CLASSICAL Archives

Moderated Classical Music List

CLASSICAL@COMMUNITY.LSOFT.COM

Options: Use Forum View

Use Monospaced Font
Show Text Part by Default
Show All Mail Headers

Message: [<< First] [< Prev] [Next >] [Last >>]
Topic: [<< First] [< Prev] [Next >] [Last >>]
Author: [<< First] [< Prev] [Next >] [Last >>]

Print Reply
Subject:
From:
Christopher Webber <[log in to unmask]>
Date:
Thu, 19 Dec 2002 22:51:58 +0000
Content-Type:
text/plain
Parts/Attachments:
text/plain (51 lines)
Margaret Mikulska writes of my thoughts on Handel's "Tamerlano":

>>A production of mine even set in it 19th c. revolutionary Cuba, without
>>violence either to Handel's drama or his music;
>
>That's your opinion; I think it make no sense and it does violate
>Handel's intention.  And his music, too.

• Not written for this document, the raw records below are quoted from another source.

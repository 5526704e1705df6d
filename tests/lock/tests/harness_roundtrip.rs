//! Harness round-trips through the filesystem: problem documents in,
//! report directories out and back.

use blocks_harness::{
    load_problem, read_graph, read_report_summary, read_solutions, run, write_report_dir,
    HarnessError, ProblemDocument, Strategy,
};
use blocks_kernel::operators::action::Direction;
use blocks_search::{SearchPolicy, Termination};
use lock_tests::{context, fixture_path, mixed_world, scenario_c};

#[test]
fn fixture_document_loads_with_its_policy() {
    let ctx = load_problem(&fixture_path("scenario_b.json")).unwrap();
    assert_eq!(ctx.policy().max_depth, 4);
    assert_eq!(ctx.policy().workers, Some(2));
    let report = run(&ctx, Strategy::Bfs).unwrap();
    assert_eq!(report.best().map(|p| p.len()), Some(2));
}

#[test]
fn report_dir_round_trip_for_every_strategy() {
    let ctx = context(mixed_world(), SearchPolicy::with_depth(3));
    for strategy in [
        Strategy::Bfs,
        Strategy::BfsAll {
            direction: Direction::Forward,
        },
        Strategy::BfsAll {
            direction: Direction::Reverse,
        },
        Strategy::Reverse,
        Strategy::Exhaustive {
            direction: Direction::Reverse,
        },
    ] {
        let tmp = tempfile::tempdir().unwrap();
        let dir = tmp.path().join(strategy.name());
        let report = run(&ctx, strategy).unwrap();
        let written = write_report_dir(&dir, &report).unwrap();

        assert_eq!(read_report_summary(&dir).unwrap(), written);
        assert_eq!(read_solutions(&dir).unwrap(), report.solutions);
        assert_eq!(read_graph(&dir).unwrap(), report.graph);
        assert_eq!(written.strategy, strategy);
        assert_eq!(written.shortest, Some(3));
    }
}

#[test]
fn unsolvable_problem_reports_exhaustion() {
    let tmp = tempfile::tempdir().unwrap();
    let report = run(
        &context(scenario_c(), SearchPolicy::with_depth(2)),
        Strategy::Bfs,
    )
    .unwrap();
    let summary = write_report_dir(tmp.path(), &report).unwrap();
    assert_eq!(summary.solution_count, 0);
    assert_eq!(summary.shortest, None);
    assert!(summary.complete);
    assert!(matches!(
        summary.termination,
        Termination::Exhausted | Termination::DepthBoundReached
    ));
}

#[test]
fn document_written_from_context_loads_back() {
    let tmp = tempfile::tempdir().unwrap();
    let ctx = context(
        mixed_world(),
        SearchPolicy {
            max_solutions: Some(2),
            ..SearchPolicy::with_depth(3)
        },
    );
    let path = tmp.path().join("problem.json");
    let doc = ProblemDocument::from_context(&ctx);
    std::fs::write(&path, serde_json::to_vec_pretty(&doc).unwrap()).unwrap();

    let loaded = load_problem(&path).unwrap();
    assert_eq!(loaded.problem(), ctx.problem());
    assert_eq!(loaded.policy(), ctx.policy());
}

#[test]
fn invalid_policy_in_document_is_rejected() {
    let tmp = tempfile::tempdir().unwrap();
    let path = tmp.path().join("problem.json");
    let mut doc = ProblemDocument::from_context(&context(mixed_world(), SearchPolicy::default()));
    doc.policy.workers = Some(0);
    std::fs::write(&path, serde_json::to_vec(&doc).unwrap()).unwrap();
    let err = load_problem(&path).unwrap_err();
    assert!(matches!(err, HarnessError::Search(_)), "{err}");
}

#[test]
fn missing_document_is_an_io_error() {
    let err = load_problem(&fixture_path("does_not_exist.json")).unwrap_err();
    assert!(matches!(err, HarnessError::Io { .. }));
}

My opinion had some thought behind it; I didn't choose the setting at
random. A cursory reading of what was going on in the Caribbean during
the 19th Century (Toussaint L'Ouverture in Haita especially) might make
Margaret think again. She'd find some nice examples of order v. divine
right + chaos in that time and place, which is what made it so appropriate.
Essentially, 19th c. Central America was still mulling over 18th century
questions, and I wanted to capture some of the raw, iconoclastic energy
which makes Tamerlano himself so dangerous in Handel, plus a sense of a
time and place where an old, civilised order was crumbling.

How do we know what Handel's artistic or philosophical "intention" was?
I don't claim to, and tend to think any such claims are speculative wild
goose chases. All I did say - or meant to say - was that the opera
raises questions of order versus divine right, in part at least, which
is a very different claim, and more about the librettist Haym's input
than the composer's. I suppose Handel's likely prime "intention" was to
write a good piece and earn some cash, in both of which he succeeded
admirably!

>Did Handel use yashmaks, whatever this is?

The yashmak is the face-covering veil which many women wear, whether
they wish to or not, in many middle eastern and near-Asian countries.
Handel didn't use them, as far as I know.

Of Wagner:

>>One thing I'm quite sure of: whatever he might
>>have thought of the stagings, he'd have adored the controversy! For him,
>>it was 'Opera as Drama' or nothing at all.
>
>And how can you be sure?  Can you read his mind?  Now?  You are
>projecting your ideas on somebody else.

Apologies for whimsical rhetoric! Plainly, I should have said "One thing
is highly likely, given the weight of his published writings and his
biography: he'd almost certainly have adored the controversy". I don't
need to read his mind, Margaret, his books will do.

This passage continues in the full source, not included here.